(Dataset entries)
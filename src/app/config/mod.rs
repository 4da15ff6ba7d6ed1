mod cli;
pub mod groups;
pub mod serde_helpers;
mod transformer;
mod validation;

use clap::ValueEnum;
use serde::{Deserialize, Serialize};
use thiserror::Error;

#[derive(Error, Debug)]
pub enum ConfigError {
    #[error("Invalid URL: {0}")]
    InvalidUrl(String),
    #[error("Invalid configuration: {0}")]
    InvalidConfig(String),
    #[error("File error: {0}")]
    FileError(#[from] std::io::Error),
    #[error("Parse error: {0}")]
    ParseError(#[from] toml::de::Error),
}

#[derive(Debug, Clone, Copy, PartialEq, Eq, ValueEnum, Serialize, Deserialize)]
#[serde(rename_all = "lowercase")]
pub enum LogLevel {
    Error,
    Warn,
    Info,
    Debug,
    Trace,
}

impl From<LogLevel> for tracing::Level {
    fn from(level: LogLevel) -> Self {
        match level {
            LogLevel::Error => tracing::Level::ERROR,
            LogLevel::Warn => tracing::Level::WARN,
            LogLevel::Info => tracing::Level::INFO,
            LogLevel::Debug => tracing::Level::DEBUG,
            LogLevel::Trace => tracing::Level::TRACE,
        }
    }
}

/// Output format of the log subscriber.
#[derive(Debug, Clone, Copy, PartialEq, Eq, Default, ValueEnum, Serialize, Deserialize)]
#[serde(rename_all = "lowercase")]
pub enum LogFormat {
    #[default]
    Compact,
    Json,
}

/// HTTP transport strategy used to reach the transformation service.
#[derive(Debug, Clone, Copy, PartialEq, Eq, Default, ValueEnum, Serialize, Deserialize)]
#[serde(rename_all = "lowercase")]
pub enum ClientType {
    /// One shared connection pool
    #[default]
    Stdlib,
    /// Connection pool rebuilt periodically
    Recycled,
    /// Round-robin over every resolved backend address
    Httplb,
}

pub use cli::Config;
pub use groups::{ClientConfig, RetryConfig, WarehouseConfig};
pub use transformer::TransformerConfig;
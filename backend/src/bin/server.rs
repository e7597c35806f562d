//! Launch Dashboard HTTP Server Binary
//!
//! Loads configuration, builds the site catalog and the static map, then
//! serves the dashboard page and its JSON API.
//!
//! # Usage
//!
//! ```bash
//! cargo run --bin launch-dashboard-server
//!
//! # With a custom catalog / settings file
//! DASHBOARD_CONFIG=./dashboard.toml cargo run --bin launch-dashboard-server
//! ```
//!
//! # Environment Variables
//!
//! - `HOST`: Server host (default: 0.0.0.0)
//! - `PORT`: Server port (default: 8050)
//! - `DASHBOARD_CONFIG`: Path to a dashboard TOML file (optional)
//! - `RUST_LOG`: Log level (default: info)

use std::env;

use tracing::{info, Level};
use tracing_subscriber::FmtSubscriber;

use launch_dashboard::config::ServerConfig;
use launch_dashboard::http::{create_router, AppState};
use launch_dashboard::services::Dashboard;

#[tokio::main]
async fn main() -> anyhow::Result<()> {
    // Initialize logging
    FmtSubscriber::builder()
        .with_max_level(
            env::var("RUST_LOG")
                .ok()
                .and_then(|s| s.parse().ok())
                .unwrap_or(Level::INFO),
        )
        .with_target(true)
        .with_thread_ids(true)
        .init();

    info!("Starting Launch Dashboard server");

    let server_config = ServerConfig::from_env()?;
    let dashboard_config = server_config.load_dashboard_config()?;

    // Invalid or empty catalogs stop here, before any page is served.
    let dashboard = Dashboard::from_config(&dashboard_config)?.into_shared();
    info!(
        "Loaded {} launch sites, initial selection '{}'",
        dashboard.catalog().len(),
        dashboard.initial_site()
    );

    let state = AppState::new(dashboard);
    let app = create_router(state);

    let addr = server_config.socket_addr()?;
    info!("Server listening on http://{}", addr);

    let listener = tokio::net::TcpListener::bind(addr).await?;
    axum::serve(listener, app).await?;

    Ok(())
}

...

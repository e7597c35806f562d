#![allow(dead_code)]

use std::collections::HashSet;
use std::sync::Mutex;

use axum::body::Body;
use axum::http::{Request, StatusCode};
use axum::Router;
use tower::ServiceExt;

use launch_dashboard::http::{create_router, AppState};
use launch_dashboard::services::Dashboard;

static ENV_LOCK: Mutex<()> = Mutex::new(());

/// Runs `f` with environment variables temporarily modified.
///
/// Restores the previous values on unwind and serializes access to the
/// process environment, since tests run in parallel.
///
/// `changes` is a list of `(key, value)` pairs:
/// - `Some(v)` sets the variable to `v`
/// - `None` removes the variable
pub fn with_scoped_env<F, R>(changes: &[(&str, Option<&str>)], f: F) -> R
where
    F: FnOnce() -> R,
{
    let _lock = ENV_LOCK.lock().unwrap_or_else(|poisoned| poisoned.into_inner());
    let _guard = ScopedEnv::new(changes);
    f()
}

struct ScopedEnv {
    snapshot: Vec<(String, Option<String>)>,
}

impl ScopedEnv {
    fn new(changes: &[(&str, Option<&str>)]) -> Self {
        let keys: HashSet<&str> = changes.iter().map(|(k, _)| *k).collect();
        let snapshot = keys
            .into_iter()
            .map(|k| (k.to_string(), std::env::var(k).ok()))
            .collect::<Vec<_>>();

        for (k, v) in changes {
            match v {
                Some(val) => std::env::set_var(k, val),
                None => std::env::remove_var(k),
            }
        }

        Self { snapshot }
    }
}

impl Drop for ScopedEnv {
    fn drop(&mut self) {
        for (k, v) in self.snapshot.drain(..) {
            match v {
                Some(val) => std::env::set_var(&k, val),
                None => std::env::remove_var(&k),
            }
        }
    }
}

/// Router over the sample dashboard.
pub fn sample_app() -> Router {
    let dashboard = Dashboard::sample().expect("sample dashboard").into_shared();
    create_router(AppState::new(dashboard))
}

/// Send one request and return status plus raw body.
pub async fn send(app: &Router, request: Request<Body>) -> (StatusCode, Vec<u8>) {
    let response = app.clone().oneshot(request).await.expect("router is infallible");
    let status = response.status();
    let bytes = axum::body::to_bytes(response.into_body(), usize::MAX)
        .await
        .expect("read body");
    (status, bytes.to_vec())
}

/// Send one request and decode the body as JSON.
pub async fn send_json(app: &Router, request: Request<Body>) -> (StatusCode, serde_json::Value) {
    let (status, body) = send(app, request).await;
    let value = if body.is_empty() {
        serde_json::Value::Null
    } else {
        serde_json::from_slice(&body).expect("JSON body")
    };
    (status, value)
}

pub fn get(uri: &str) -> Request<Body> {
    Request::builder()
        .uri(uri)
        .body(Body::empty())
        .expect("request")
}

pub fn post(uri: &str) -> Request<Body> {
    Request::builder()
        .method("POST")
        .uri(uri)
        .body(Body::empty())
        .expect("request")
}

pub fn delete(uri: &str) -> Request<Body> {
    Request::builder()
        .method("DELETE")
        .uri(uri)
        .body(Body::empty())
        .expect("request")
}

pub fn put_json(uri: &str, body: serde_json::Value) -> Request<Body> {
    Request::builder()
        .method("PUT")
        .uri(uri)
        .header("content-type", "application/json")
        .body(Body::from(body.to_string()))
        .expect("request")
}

## THE TASK
Among the records above, find the lines that contain "Deserialize" and copy every one.

## SOLUTION TO THE PROBLEM
use serde::{Deserialize, Serialize};
#[derive(Debug, Clone, Copy, PartialEq, Eq, ValueEnum, Serialize, Deserialize)]
#[derive(Debug, Clone, Copy, PartialEq, Eq, Default, ValueEnum, Serialize, Deserialize)]
#[derive(Debug, Clone, Copy, PartialEq, Eq, Default, ValueEnum, Serialize, Deserialize)]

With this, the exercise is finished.